Deep learning-based image dehazing methods have made great progress, but there are still many problems such as inaccurate model parameter estimation and preserving spatial information in the U-Net-based architecture. To address these problems, we propose an image dehazing network based on the high-resolution network, called DeHRNet. The high-resolution network originally used for human pose estimation. In this paper, we make a simple yet effective modification to the network and apply it to image dehazing. We add a new stage to the original network to make it better for image dehazing. The newly added stage collects the feature map representations of all branches of the network by up-sampling to enhance the high-resolution representations instead of only taking the feature maps of the high-resolution branches, which makes the restored clean images more natural. The final experimental results show that DeHRNet achieves superior performance over existing dehazing methods in synthesized and natural hazy images.
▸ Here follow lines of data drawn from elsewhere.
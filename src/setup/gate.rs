//! Predicate gating for setup callbacks.
//!
//! The raw invocation count belongs to the setup: it advances once per
//! dispatch and every callback's `when` predicate sees the same value. Each
//! gate keeps its own `matching_count` of calls that passed `when`, which
//! feeds the repeat limit and advances even when the gate stays closed.
//!
//! Predicates must be pure. The limit predicate is re-evaluated when another
//! caller wins the compare-exchange on the matching counter.

use crate::ledger::Invocation;
use crate::member::{InteractionKind, MemberId};
use crate::value::Value;
use std::fmt;
use std::sync::atomic::{AtomicUsize, Ordering};
use std::sync::Arc;

type CountPredicate = Arc<dyn Fn(usize) -> bool + Send + Sync>;

pub struct CallbackGate {
    when: Option<CountPredicate>,
    limit: Option<CountPredicate>,
    matching_count: AtomicUsize,
}

impl CallbackGate {
    /// A gate that opens on every call.
    pub fn always() -> Self {
        Self {
            when: None,
            limit: None,
            matching_count: AtomicUsize::new(0),
        }
    }

    /// Only consider calls whose zero-based raw invocation count satisfies `predicate`.
    pub fn when<F>(mut self, predicate: F) -> Self
    where
        F: Fn(usize) -> bool + Send + Sync + 'static,
    {
        self.when = Some(Arc::new(predicate));
        self
    }

    /// Fire for the first `times` candidates, then stay silent.
    pub fn for_times(mut self, times: usize) -> Self {
        self.limit = Some(Arc::new(move |matching| matching < times));
        self
    }

    /// Deactivate after `times` fired candidates.
    pub fn only(mut self, times: usize) -> Self {
        self.limit = Some(Arc::new(move |matching| times > matching));
        self
    }

    /// Run both stages for the call with raw count `invocation_count`.
    /// Returns the zero-based fired-count when the gate opens.
    pub fn try_pass(&self, invocation_count: usize) -> Option<usize> {
        if !self.when.as_ref().map_or(true, |when| when(invocation_count)) {
            return None;
        }

        let (matching, open) = advance(&self.matching_count, |count| {
            self.limit.as_ref().map_or(true, |limit| limit(count))
        });
        open.then_some(matching)
    }

    pub fn matching_count(&self) -> usize {
        self.matching_count.load(Ordering::Acquire)
    }
}

impl Default for CallbackGate {
    fn default() -> Self {
        Self::always()
    }
}

impl fmt::Debug for CallbackGate {
    fn fmt(&self, f: &mut fmt::Formatter<'_>) -> fmt::Result {
        f.debug_struct("CallbackGate")
            .field("matching_count", &self.matching_count())
            .finish()
    }
}

/// Evaluate `predicate` against the current counter value and commit the
/// increment with a compare-exchange, retrying when another caller won.
fn advance(counter: &AtomicUsize, predicate: impl Fn(usize) -> bool) -> (usize, bool) {
    let mut current = counter.load(Ordering::Acquire);
    loop {
        let open = predicate(current);
        match counter.compare_exchange_weak(
            current,
            current + 1,
            Ordering::AcqRel,
            Ordering::Acquire,
        ) {
            Ok(_) => return (current, open),
            Err(actual) => current = actual,
        }
    }
}

/// What a callback sees when it fires.
pub struct CallbackContext<'a> {
    pub invocation: &'a Invocation,
    /// Zero-based raw count of the dispatch on the owning setup.
    pub invocation_count: usize,
    /// Zero-based number of times this callback fired before.
    pub fired_count: usize,
}

impl CallbackContext<'_> {
    pub fn args(&self) -> &[Value] {
        self.invocation.args()
    }

    pub fn arg(&self, position: usize) -> Option<&Value> {
        self.invocation.args().get(position)
    }

    pub fn member(&self) -> &MemberId {
        self.invocation.member()
    }

    pub fn kind(&self) -> InteractionKind {
        self.invocation.kind()
    }
}

type CallbackFn = Arc<dyn Fn(&CallbackContext<'_>) + Send + Sync>;

/// A callback wrapped in its own gate.
pub struct GatedCallback {
    gate: CallbackGate,
    callback: CallbackFn,
    parallel: bool,
    on: Option<InteractionKind>,
}

impl GatedCallback {
    pub fn new<F>(callback: F) -> Self
    where
        F: Fn(&CallbackContext<'_>) + Send + Sync + 'static,
    {
        Self {
            gate: CallbackGate::always(),
            callback: Arc::new(callback),
            parallel: false,
            on: None,
        }
    }

    pub fn when<F>(mut self, predicate: F) -> Self
    where
        F: Fn(usize) -> bool + Send + Sync + 'static,
    {
        self.gate = self.gate.when(predicate);
        self
    }

    pub fn for_times(mut self, times: usize) -> Self {
        self.gate = self.gate.for_times(times);
        self
    }

    pub fn only(mut self, times: usize) -> Self {
        self.gate = self.gate.only(times);
        self
    }

    /// Fire on every call the gate admits instead of taking turns with the
    /// other ordered callbacks of the setup.
    pub fn in_parallel(mut self) -> Self {
        self.parallel = true;
        self
    }

    /// Restrict the callback to one interaction kind, e.g. only property sets.
    pub fn on(mut self, kind: InteractionKind) -> Self {
        self.on = Some(kind);
        self
    }

    pub fn applies_to(&self, kind: InteractionKind) -> bool {
        self.on.map_or(true, |on| on == kind)
    }

    pub fn is_parallel(&self) -> bool {
        self.parallel
    }

    pub fn gate(&self) -> &CallbackGate {
        &self.gate
    }

    /// Evaluate the gate and run the callback when it opens.
    pub fn try_fire(&self, invocation: &Invocation, invocation_count: usize) -> bool {
        match self.gate.try_pass(invocation_count) {
            Some(fired_count) => {
                (self.callback)(&CallbackContext {
                    invocation,
                    invocation_count,
                    fired_count,
                });
                true
            }
            None => false,
        }
    }
}

impl fmt::Debug for GatedCallback {
    fn fmt(&self, f: &mut fmt::Formatter<'_>) -> fmt::Result {
        f.debug_struct("GatedCallback")
            .field("gate", &self.gate)
            .field("parallel", &self.parallel)
            .field("on", &self.on)
            .finish()
    }
}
基于深度学习的图像去雾方法取得了很大进展,但仍存在许多问题,如模型参数估计不准确以及在基于U-Net的架构中保留空间信息等问题。为了解决这些问题,我们提出了一种基于高分辨率网络的图像去雾网络,称为DeHRNet。高分辨率网络最初用于人体姿态估计。在本文中,我们对该网络进行了简单而有效的修改,并将其应用于图像去雾。我们在原始网络中添加了一个新阶段,使其更适合图像去雾。新添加的阶段通过上采样收集网络所有分支的特征图表示,以增强高分辨率表示,而不是仅采用高分辨率分支的特征图,这使得恢复的清晰图像更加自然。最终实验结果表明,DeHRNet在合成和自然模糊图像上比现有去雾方法具有更优越的性能。